Stored dataset items:
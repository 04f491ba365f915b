//! CLI binary for img2pdf.
//!
//! A thin shim over the library crate that maps CLI flags to `JobConfig`,
//! drives a `PipelineManager`, and renders progress.

use anyhow::{bail, Context, Result};
use clap::Parser;
use img2pdf::pipeline::input::load_image_files;
use img2pdf::{
    Img2PdfError, JobConfig, JobOutput, Margins, PageSizeMode, PipelineManager, StandardDownload,
};
use indicatif::{ProgressBar, ProgressStyle};
use std::io;
use std::path::PathBuf;
use std::sync::Arc;
use tracing_subscriber::EnvFilter;

const AFTER_HELP: &str = r#"EXAMPLES:
  # One page per image, A4, no margins
  img2pdf scan1.png scan2.jpg -o scans.pdf

  # Pages sized to the images themselves, 10 mm margins
  img2pdf --page-size original-size --margin 10 photos/*.jpg -o album.pdf

  # Smaller output, stamped page numbers
  img2pdf --quality 0.7 --page-numbers *.png -o notes.pdf

  # Machine-readable stats
  img2pdf --json report/*.png -o report.pdf

NOTES:
  Every image is flattened onto a white background and re-encoded as JPEG
  at the configured quality; transparency never renders black. A corrupt
  input is skipped with a warning — the remaining images still convert.
"#;

/// Convert images into a paginated PDF document.
#[derive(Parser, Debug)]
#[command(
    name = "img2pdf",
    version,
    about = "Convert images into a paginated PDF document",
    long_about = "Convert images (PNG, JPEG, WebP, GIF, BMP) into a single PDF with one page \
per image. Page sizing, margins, and JPEG quality are configurable; corrupt inputs are \
skipped rather than failing the whole document.",
    arg_required_else_help = true,
    color = clap::ColorChoice::Auto,
    after_long_help = AFTER_HELP
)]
struct Cli {
    /// Image files, in page order.
    #[arg(required = true)]
    inputs: Vec<PathBuf>,

    /// Output PDF path.
    #[arg(short, long, env = "IMG2PDF_OUTPUT", default_value = "output.pdf")]
    output: PathBuf,

    /// Page sizing: a4, original-size, fit-screen.
    #[arg(long, env = "IMG2PDF_PAGE_SIZE", value_enum, default_value = "a4")]
    page_size: PageSizeArg,

    /// Uniform page margin in millimetres.
    #[arg(long, env = "IMG2PDF_MARGIN", default_value_t = 0.0)]
    margin: f64,

    /// Top margin in millimetres (overrides --margin).
    #[arg(long)]
    margin_top: Option<f64>,

    /// Right margin in millimetres (overrides --margin).
    #[arg(long)]
    margin_right: Option<f64>,

    /// Bottom margin in millimetres (overrides --margin).
    #[arg(long)]
    margin_bottom: Option<f64>,

    /// Left margin in millimetres (overrides --margin).
    #[arg(long)]
    margin_left: Option<f64>,

    /// JPEG re-encode quality (0.0–1.0).
    #[arg(long, env = "IMG2PDF_QUALITY", default_value_t = 0.92)]
    quality: f32,

    /// Stamp an "i/N" page label on every page.
    #[arg(long, env = "IMG2PDF_PAGE_NUMBERS")]
    page_numbers: bool,

    /// Print job statistics as JSON to stdout.
    #[arg(long, env = "IMG2PDF_JSON")]
    json: bool,

    /// Disable the progress bar.
    #[arg(long, env = "IMG2PDF_NO_PROGRESS")]
    no_progress: bool,

    /// Enable DEBUG-level tracing logs.
    #[arg(short, long, env = "IMG2PDF_VERBOSE")]
    verbose: bool,

    /// Suppress all output except errors.
    #[arg(short, long, env = "IMG2PDF_QUIET")]
    quiet: bool,
}

#[derive(clap::ValueEnum, Clone, Debug)]
enum PageSizeArg {
    A4,
    OriginalSize,
    FitScreen,
}

impl From<PageSizeArg> for PageSizeMode {
    fn from(v: PageSizeArg) -> Self {
        match v {
            PageSizeArg::A4 => PageSizeMode::A4,
            PageSizeArg::OriginalSize => PageSizeMode::OriginalSize,
            PageSizeArg::FitScreen => PageSizeMode::FitScreen,
        }
    }
}

/// Terminal outcome relayed from the manager's callbacks.
enum Outcome {
    Complete(Box<JobOutput>),
    Cancelled,
    Error(Img2PdfError),
}

#[tokio::main]
async fn main() -> Result<()> {
    let cli = Cli::parse();

    // ── Logging setup ────────────────────────────────────────────────────
    // INFO-level library logs would fight the progress bar for the
    // terminal; keep them quiet unless the user asked for detail.
    let show_progress = !cli.quiet && !cli.no_progress;
    let filter = if cli.verbose {
        "debug"
    } else if cli.quiet || show_progress {
        "error"
    } else {
        "info"
    };
    tracing_subscriber::fmt()
        .with_env_filter(EnvFilter::try_from_default_env().unwrap_or_else(|_| EnvFilter::new(filter)))
        .with_writer(io::stderr)
        .init();

    // ── Build config ─────────────────────────────────────────────────────
    let file_name = cli
        .output
        .file_name()
        .context("output path has no file name")?
        .to_string_lossy()
        .into_owned();
    let out_dir = cli
        .output
        .parent()
        .filter(|p| !p.as_os_str().is_empty())
        .map(PathBuf::from)
        .unwrap_or_else(|| PathBuf::from("."));

    let margins = Margins {
        top: cli.margin_top.unwrap_or(cli.margin),
        right: cli.margin_right.unwrap_or(cli.margin),
        bottom: cli.margin_bottom.unwrap_or(cli.margin),
        left: cli.margin_left.unwrap_or(cli.margin),
    };
    let config = JobConfig::builder()
        .page_size(cli.page_size.clone().into())
        .margins(margins)
        .jpeg_quality(cli.quality)
        .file_name(file_name.as_str())
        .page_numbers(cli.page_numbers)
        .build()
        .map_err(|e| anyhow::anyhow!("{e}"))?;

    // ── Load inputs ──────────────────────────────────────────────────────
    let files = load_image_files(&cli.inputs)
        .await
        .map_err(|e| anyhow::anyhow!("{e}"))?;
    let total = files.len();

    // ── Progress bar ─────────────────────────────────────────────────────
    let bar = if show_progress {
        let bar = ProgressBar::new(total as u64);
        bar.set_style(
            ProgressStyle::with_template(
                "{spinner:.cyan} {prefix:.bold}  [{bar:42.green/238}] {pos:>3}/{len} images  {msg}",
            )
            .unwrap_or_else(|_| ProgressStyle::default_bar())
            .progress_chars("█▉▊▋▌▍▎▏  "),
        );
        bar.set_prefix("Converting");
        Some(bar)
    } else {
        None
    };

    // ── Run the pipeline ─────────────────────────────────────────────────
    let manager = PipelineManager::new(Arc::new(StandardDownload::new(out_dir)));
    let (done_tx, mut done_rx) = tokio::sync::mpsc::unbounded_channel();

    if let Some(bar) = bar.clone() {
        manager.on_progress(move |p| {
            bar.set_position(p.current as u64 - 1);
            bar.set_message(p.message);
        });
    }
    let tx = done_tx.clone();
    manager.on_complete(move |output| {
        let _ = tx.send(Outcome::Complete(Box::new(output)));
    });
    let tx = done_tx.clone();
    manager.on_error(move |e| {
        let _ = tx.send(Outcome::Error(e));
    });
    let tx = done_tx;
    manager.on_cancel(move || {
        let _ = tx.send(Outcome::Cancelled);
    });

    manager
        .start(files, config)
        .map_err(|e| anyhow::anyhow!("{e}"))?;

    // Ctrl-C requests cooperative cancellation; the job ends at the next
    // image boundary with a proper `cancelled` outcome.
    let cancel_manager = manager.clone();
    tokio::spawn(async move {
        if tokio::signal::ctrl_c().await.is_ok() {
            eprintln!("\nCancelling…");
            cancel_manager.cancel();
        }
    });

    let outcome = done_rx
        .recv()
        .await
        .context("pipeline ended without a terminal event")?;

    if let Some(bar) = &bar {
        bar.finish_and_clear();
    }

    match outcome {
        Outcome::Complete(output) => {
            if cli.json {
                println!("{}", serde_json::to_string_pretty(&output.stats)?);
            } else if !cli.quiet {
                eprintln!(
                    "✔ {} — {} pages, {} KiB ({} of {} images, {}ms)",
                    output.delivered.path().display(),
                    output.stats.page_count,
                    output.stats.pdf_bytes / 1024,
                    output.stats.processed_images,
                    output.stats.total_images,
                    output.stats.total_duration_ms,
                );
                for fault in &output.faults {
                    eprintln!("  ⚠ skipped: {fault}");
                }
            }
            Ok(())
        }
        Outcome::Cancelled => {
            if !cli.quiet {
                eprintln!("✘ cancelled — no document was produced");
            }
            std::process::exit(130);
        }
        Outcome::Error(e) => bail!("conversion failed: {e}"),
    }
}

◆ What you should do:
Which lines in the records above contain the word "move"? Return each of them.

◆ Solution for this problem:
        manager.on_progress(move |p| {
    manager.on_complete(move |output| {
    manager.on_error(move |e| {
    manager.on_cancel(move || {
    tokio::spawn(async move {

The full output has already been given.